## ABOUT THIS TASK:
The lines you return must be all those in the data that hold the string "else".

## INFORMATION GIVEN:
// =============================================================================
// Prediction reconciliation
// =============================================================================

/// Rework raw statistics-tool output into the observation's naming scheme.
///
/// The tool emits per-cell mappings whose keys mix real cell parts (axon,
/// dendrites) with flat feature names, drops trailing plurals from requested
/// feature names, reports radii where observations use diameters, and keys
/// cells by morphology file path. This pass fixes all four and attaches unit
/// suffixes, producing the raw shape [`normalize_tree`] expects.
///
/// `requested` is the set of feature names from the original configuration
/// request; tool-side singulars are restored to the requested plural form.
pub fn reconcile_prediction(raw: &Value, requested: &BTreeSet<String>) -> Value {
    let Some(cells) = raw.as_object() else {
        return raw.clone();
    };

    let mut out = serde_json::Map::new();
    for (cell_id, cell_value) in cells {
        let cell_id = strip_cell_id_artifacts(cell_id);
        let Some(entries) = cell_value.as_object() else {
            out.insert(cell_id, cell_value.clone());
            continue;
        };

        // Route flat feature names under a synthetic part; keep real parts.
        let mut parts: BTreeMap<String, BTreeMap<String, Value>> = BTreeMap::new();
        for (key, value) in entries {
            if is_cell_part(key) {
                if let Some(features) = value.as_object() {
                    parts
                        .entry(key.clone())
                        .or_default()
                        .extend(features.iter().map(|(k, v)| (k.clone(), v.clone())));
                }
            } else {
                let part = if key.contains("soma") { "soma" } else { "neuron" };
                parts
                    .entry(part.to_string())
                    .or_default()
                    .insert(key.clone(), value.clone());
            }
        }

        let mut part_map = serde_json::Map::new();
        for (part, features) in parts {
            let mut feature_map = serde_json::Map::new();
            for (name, value) in features {
                let (name, value) = radius_to_diameter(&name, value);
                let name = restore_plural(&name, requested);
                let leaf = attach_units_leaf(&name, value);
                feature_map.insert(name, leaf);
            }
            part_map.insert(part, Value::Object(feature_map));
        }
        out.insert(cell_id, Value::Object(part_map));
    }
    Value::Object(out)
}

fn is_cell_part(key: &str) -> bool {
    CELL_PARTS.contains(&key) || key.contains("axon") || key.contains("dendrite")
}

/// Strip directory and extension artifacts from a tool-emitted cell id
/// (e.g. `"morphologies/cell_037.swc"` -> `"cell_037"`).
fn strip_cell_id_artifacts(cell_id: &str) -> String {
    Path::new(cell_id)
        .file_stem()
        .and_then(|stem| stem.to_str())
        .unwrap_or(cell_id)
        .to_string()
}

/// The tool measures radii; observations are stated as diameters. Rename and
/// double the value. Applies only to bare numeric leaves, and the rename only
/// together with the doubling, so it happens exactly once: a reconciled name
/// no longer contains `radius`/`radii`.
fn radius_to_diameter(name: &str, value: Value) -> (String, Value) {
    if !name.contains("radius") && !name.contains("radii") {
        return (name.to_string(), value);
    }
    let Some(n) = value.as_f64() else {
        return (name.to_string(), value);
    };
    let renamed = name.replace("radius", "diameter").replace("radii", "diameter");
    (renamed, Value::from(n * 2.0))
}

/// Restore a plural feature name the tool reported in singular form.
fn restore_plural(name: &str, requested: &BTreeSet<String>) -> String {
    if requested.contains(name) {
        return name.to_string();
    }
    let plural = format!("{name}s");
    if requested.contains(&plural) {
        return plural;
    }
    name.to_string()
}

/// Wrap a bare numeric leaf as `{"value": "<number> <unit>"}`, choosing the
/// unit suffix from the dimension class the feature name implies. The tool
/// reports micrometre-based magnitudes, so length-like features get `um`,
/// areas `um2`, volumes `um3`, angles `degree`, and dimensionless features no
/// suffix. A leaf that is already a statistics object passes through
/// untouched, so running reconciliation over an already-shaped tree changes
/// nothing.
fn attach_units_leaf(name: &str, value: Value) -> Value {
    if value.is_object() {
        return value;
    }
    let Some(n) = value.as_f64() else {
        return serde_json::json!({ "value": value });
    };
    let suffix = match DimensionClass::of_feature(name) {
        DimensionClass::Length => "um",
        DimensionClass::Area => "um2",
        DimensionClass::Volume => "um3",
        DimensionClass::Angle => "degree",
        DimensionClass::Dimensionless => "",
    };
    let rendered = if suffix.is_empty() {
        n.to_string()
    } else {
        format!("{n} {suffix}")
    };
    serde_json::json!({ "value": rendered })
}

#[cfg(test)]
mod tests {
    use super::*;
    use crate::quantity::Unit;
    use serde_json::json;

    #[test]
    fn normalize_routes_leaf_variants() {
        let raw = json!({
            "int_pyramidal": {
                "soma": {
                    "mean_soma_diameter": { "mean": "12.0 um", "std": "1.5 um" }
                },
                "axon": {
                    "total_axon_length": { "value": "820.0 um" },
                    "max_branch_order": { "min": "2", "max": "9" }
                }
            }
        });
        let tree = normalize_tree(&raw).unwrap();
        let axon = &tree.cells["int_pyramidal"]["axon"];
        assert!(axon["total_axon_length"].as_predicted().is_some());
        assert!(axon["max_branch_order"].as_range().is_some());
        let (mean, std) = tree.cells["int_pyramidal"]["soma"]["mean_soma_diameter"]
            .as_observed()
            .unwrap();
        assert_eq!(mean.number, 12.0);
        assert_eq!(std.number, 1.5);
    }

    #[test]
    fn zero_std_is_floored_once() {
        let raw = json!({
            "cell": { "soma": { "mean_soma_diameter": { "mean": "10.0 um", "std": "0.0 um" } } }
        });
        let tree = normalize_tree(&raw).unwrap();
        let (_, std) = tree.cells["cell"]["soma"]["mean_soma_diameter"]
            .as_observed()
            .unwrap();
        assert_eq!(std.number, 1.0);
        assert_eq!(std.unit, Unit::Um);

        // Re-normalizing the serialized tree leaves the floor untouched.
        let round = serde_json::to_value(&tree).unwrap();
        let again = normalize_tree(&round).unwrap();
        assert_eq!(again, tree);
    }

    #[test]
    fn normalize_is_idempotent() {
        let raw = json!({
            "cell": {
                "axon": { "total_axon_length": { "value": "820.0 um" } },
                "soma": { "mean_soma_diameter": { "mean": "12.0 um", "std": "1.5 um" } }
            }
        });
        let once = normalize_tree(&raw).unwrap();
        let twice = normalize_tree(&serde_json::to_value(&once).unwrap()).unwrap();
        assert_eq!(once, twice);
    }

    #[test]
    fn normalize_names_the_failing_path() {
        let raw = json!({
            "cell": { "soma": { "mean_soma_diameter": { "mean": "oops um", "std": "1.0 um" } } }
        });
        let err = normalize_tree(&raw).unwrap_err();
        assert!(err.to_string().contains("cell/soma/mean_soma_diameter"));
    }

    #[test]
    fn observation_shape_rejects_prediction_leaves() {
        let raw = json!({
            "cell": { "soma": { "mean_soma_diameter": { "value": "12.0 um" } } }
        });
        let tree = normalize_tree(&raw).unwrap();
        assert!(validate_observation(&tree).is_err());
        assert!(validate_prediction(&tree).is_ok());
    }

    #[test]
    fn nomenclature_rejects_unknown_part_and_mode() {
        let bad_part = json!({ "cell": { "dendrites": { "total_length": { "mean": "1 um", "std": "1 um" } } } });
        assert!(check_nomenclature(&bad_part).is_err());

        let bad_mode = json!({ "cell": { "axon": { "avg_section_length": { "mean": "1 um", "std": "1 um" } } } });
        assert!(check_nomenclature(&bad_mode).is_err());

        let ok = json!({ "cell": { "axon": {
            "total_section_length": { "mean": "1 um", "std": "1 um" },
            "neurite_X_extent": { "mean": "1 um", "std": "1 um" }
        } } });
        assert!(check_nomenclature(&ok).is_ok());
    }

    #[test]
    fn reconcile_strips_path_artifacts_and_regroups() {
        let raw = json!({
            "morphologies/cell_037.swc": {
                "axon": { "total_axon_length": 820.0 },
                "mean_soma_radii": 3.0,
                "total_number_of_neurite": 7.0
            }
        });
        let requested: BTreeSet<String> =
            ["total_number_of_neurites".to_string()].into_iter().collect();
        let out = reconcile_prediction(&raw, &requested);
        let cell = &out["cell_037"];
        assert!(cell.get("axon").is_some());
        // radius doubled exactly once and renamed
        assert_eq!(
            cell["soma"]["mean_soma_diameter"]["value"].as_str().unwrap(),
            "6 um"
        );
        // plural restored under the synthetic neuron part
        assert!(cell["neuron"].get("total_number_of_neurites").is_some());
    }

    #[test]
    fn reconcile_leaves_already_shaped_trees_untouched() {
        let shaped = json!({
            "cell_01": {
                "axon": { "total_axon_length": { "value": "14.0 um" } },
                "soma": { "mean_soma_diameter": { "value": "12.0 um" } },
                "neuron": { "total_number_of_neurites": { "value": "7" } }
            }
        });
        let out = reconcile_prediction(&shaped, &BTreeSet::new());
        assert_eq!(out, shaped);

        // And applying it twice to raw tool output changes nothing further.
        let raw = json!({
            "morphologies/cell_037.swc": {
                "axon": { "total_axon_length": 820.0 },
                "mean_soma_radii": 3.0
            }
        });
        let once = reconcile_prediction(&raw, &BTreeSet::new());
        let twice = reconcile_prediction(&once, &BTreeSet::new());
        assert_eq!(once, twice);
    }

    #[test]
    fn radius_rename_applies_only_with_the_doubling() {
        // An object-valued radius leaf carries no bare number to double, so
        // neither the rename nor the doubling applies.
        let raw = json!({ "cell": { "mean_soma_radius": { "value": "3.0 um" } } });
        let out = reconcile_prediction(&raw, &BTreeSet::new());
        assert_eq!(
            out["cell"]["soma"]["mean_soma_radius"]["value"]
                .as_str()
                .unwrap(),
            "3.0 um"
        );
    }
}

## RESPONSE TO THIS EXERCISE:
    let Some(cells) = raw.as_object() else {
        let Some(entries) = cell_value.as_object() else {
            } else {
                let part = if key.contains("soma") { "soma" } else { "neuron" };
    let Some(n) = value.as_f64() else {
    let Some(n) = value.as_f64() else {
    } else {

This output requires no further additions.